I introduce the basics of Emacs manual documentation, how to open the manuals, reference the manuals, and print the manuals.

Introduction

A key principle of Emacs is the self-documentation and discoverability.

(“Emacs is the advanced, extensible, customizable, self-documenting editor.”)

The help prefix is C-h or F1. The Emacs manual can be accessed from within Emacs with C-h r. The “online manuals” info facility is accessible with C-h i, M-x info.

A very useful entry point is the following type of ‘context’ help. You can lookup a symbol at point with C-h S, M-x info-lookup-symbol. This depends on the major mode to use the appropriate manual. Once in the manual you can use i to search the index.

The docstrings in Emacs Lisp are certainly of high quality; indeed one Emacs core contributor explained on emacs-devel that he learnt Emacs Lisp this way before realising there was a manual. But the manuals are also well-written and convenient to navigate.

Referring to the manuals online

The GNU Emacs manuals and related are hosted at GNU Emacs manuals

Other GNU manuals, such as GNU Manuals

If you are browsing documentation within Emacs, there are built-in functions to extract references. You can then use this in online locations (websites, blogs, forums, social media) to point readers back to more documentation.

Emacs manual example

For example if you want to read about the Dired directory editor, and reference it.

Press C-h r, then navigate to the dired node with m RET Dired RET, then w, Info-copy-current-node-name, which returns (emacs) Dired.

You can then provide the following expression for readers to navigate locally to it as M-: (info "(emacs) Dired)"

If you want to retrieve the web page for this manual node, simply press G in the Info reader and it will go to the corresponding page. https://www.gnu.org/software/emacs/manual/html_node/emacs/Dired.html

Emacs lisp manual example

For example M-x find-function RET car followed by w, Info-copy-current-node-name, which returns (elisp) List Elements. You can then provide the following expression for readers to navigate locally to it as M-: (info "(elisp) List Elements)"

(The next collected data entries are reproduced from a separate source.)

pub mod http;
pub mod traits;
use log::debug;

use crate::errors::CoreError;
use crate::models::draft::EditDraft;
use crate::models::holding::Holding;
use crate::models::requests::SettingsUpdate;

/// Inline edit state of the holdings table. At most one row edits at a time.
#[derive(Debug, Clone, PartialEq, Default)]
pub enum EditState {
    #[default]
    Idle,
    Editing { isin: String, draft: EditDraft },
}

/// Drives `Idle → Editing(isin) → Idle`.
///
/// The session never talks to the backend itself; the dashboard builds the
/// request with [`submission`](Self::submission) and calls
/// [`finish`](Self::finish) only once the backend accepted it.
#[derive(Debug, Clone, Default)]
pub struct EditSession {
    state: EditState,
}

impl EditSession {
    pub fn new() -> Self {
        Self::default()
    }

    pub fn state(&self) -> &EditState {
        &self.state
    }

    pub fn editing_id(&self) -> Option<&str> {
        match &self.state {
            EditState::Editing { isin, .. } => Some(isin),
            EditState::Idle => None,
        }
    }

    pub fn draft(&self) -> Option<&EditDraft> {
        match &self.state {
            EditState::Editing { draft, .. } => Some(draft),
            EditState::Idle => None,
        }
    }

    pub fn draft_mut(&mut self) -> Option<&mut EditDraft> {
        match &mut self.state {
            EditState::Editing { draft, .. } => Some(draft),
            EditState::Idle => None,
        }
    }

    /// Start editing `holding`, seeding the draft from its current values.
    /// Any unsaved draft for another row is dropped.
    pub fn begin(&mut self, holding: &Holding) {
        if let Some(previous) = self.editing_id() {
            if previous != holding.isin {
                debug!("Abandoning unsaved edit of {previous}");
            }
        }
        self.state = EditState::Editing {
            isin: holding.isin.clone(),
            draft: EditDraft::from_holding(holding),
        };
    }

    /// Discard the draft without saving.
    pub fn cancel(&mut self) {
        self.state = EditState::Idle;
    }

    /// Back to `Idle` after a successful save.
    pub fn finish(&mut self) {
        self.state = EditState::Idle;
    }

    /// Parse the draft into a settings update for `portfolio_id`.
    ///
    /// Blank numeric fields become `None` (clearing the stored value); text
    /// fields are sent as typed.
    pub fn submission(&self, portfolio_id: &str) -> Result<SettingsUpdate, CoreError> {
        let EditState::Editing { isin, draft } = &self.state else {
            return Err(CoreError::ValidationError("No holding is being edited".into()));
        };
        Ok(SettingsUpdate {
            portfolio_id: portfolio_id.to_string(),
            isin: isin.clone(),
            ticker: Some(draft.ticker.trim().to_string()),
            date_of_exit: Some(draft.date_of_exit.trim().to_string()),
            target: parse_optional_f64("target", &draft.target)?,
            stop_loss: parse_optional_f64("stop_loss", &draft.stop_loss)?,
            quantity: parse_optional_i64("quantity", &draft.quantity)?,
            average_buy_price: parse_optional_f64("average_buy_price", &draft.average_buy_price)?,
        })
    }
}

/// `""` → `None`; otherwise a finite number or a validation error.
pub fn parse_optional_f64(field: &str, raw: &str) -> Result<Option<f64>, CoreError> {
    let trimmed = raw.trim();
    if trimmed.is_empty() {
        return Ok(None);
    }
    match trimmed.parse::<f64>() {
        Ok(v) if v.is_finite() => Ok(Some(v)),
        _ => Err(CoreError::ValidationError(format!(
            "{field} must be a number, got '{trimmed}'"
        ))),
    }
}

/// `""` → `None`; otherwise a whole number. A fractional value is accepted
/// only when it has no fractional part ("10.0").
pub fn parse_optional_i64(field: &str, raw: &str) -> Result<Option<i64>, CoreError> {
    let trimmed = raw.trim();
    if trimmed.is_empty() {
        return Ok(None);
    }
    if let Ok(v) = trimmed.parse::<i64>() {
        return Ok(Some(v));
    }
    match trimmed.parse::<f64>() {
        Ok(v) if v.is_finite() && v.fract() == 0.0 && v.abs() < i64::MAX as f64 => {
            Ok(Some(v as i64))
        }
        _ => Err(CoreError::ValidationError(format!(
            "{field} must be a whole number, got '{trimmed}'"
        ))),
    }
}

You can then evaluate M-: (Info-url-for-node "(elisp) List Elements")

Similarly, the corresponding url is https://www.gnu.org/software/emacs/manual/html_node/elisp/List-Elements.html

Printing the manuals

A key purpose of the Texinfo format is the ability to export to LaTeX to create printed manuals.

Texinfo is the official documentation format of the GNU project. It is used by many non-GNU projects as well.

Texinfo uses a single source file to produce output in a number of formats, both online and printed (HTML, PDF, DVI, Info, DocBook, LaTeX, EPUB 3). This means that instead of writing different documents for online information and another for a printed manual, you need write only one document. The Texinfo system is well-integrated with GNU Emacs.

See Texinfo

You can use the pdf output to print. Depending on the size of the manual, you may wish to send it to a print shop to print it with circular bindings, for example the Emacs manual itself. This type of binding opens flat and can be used as a desk reference.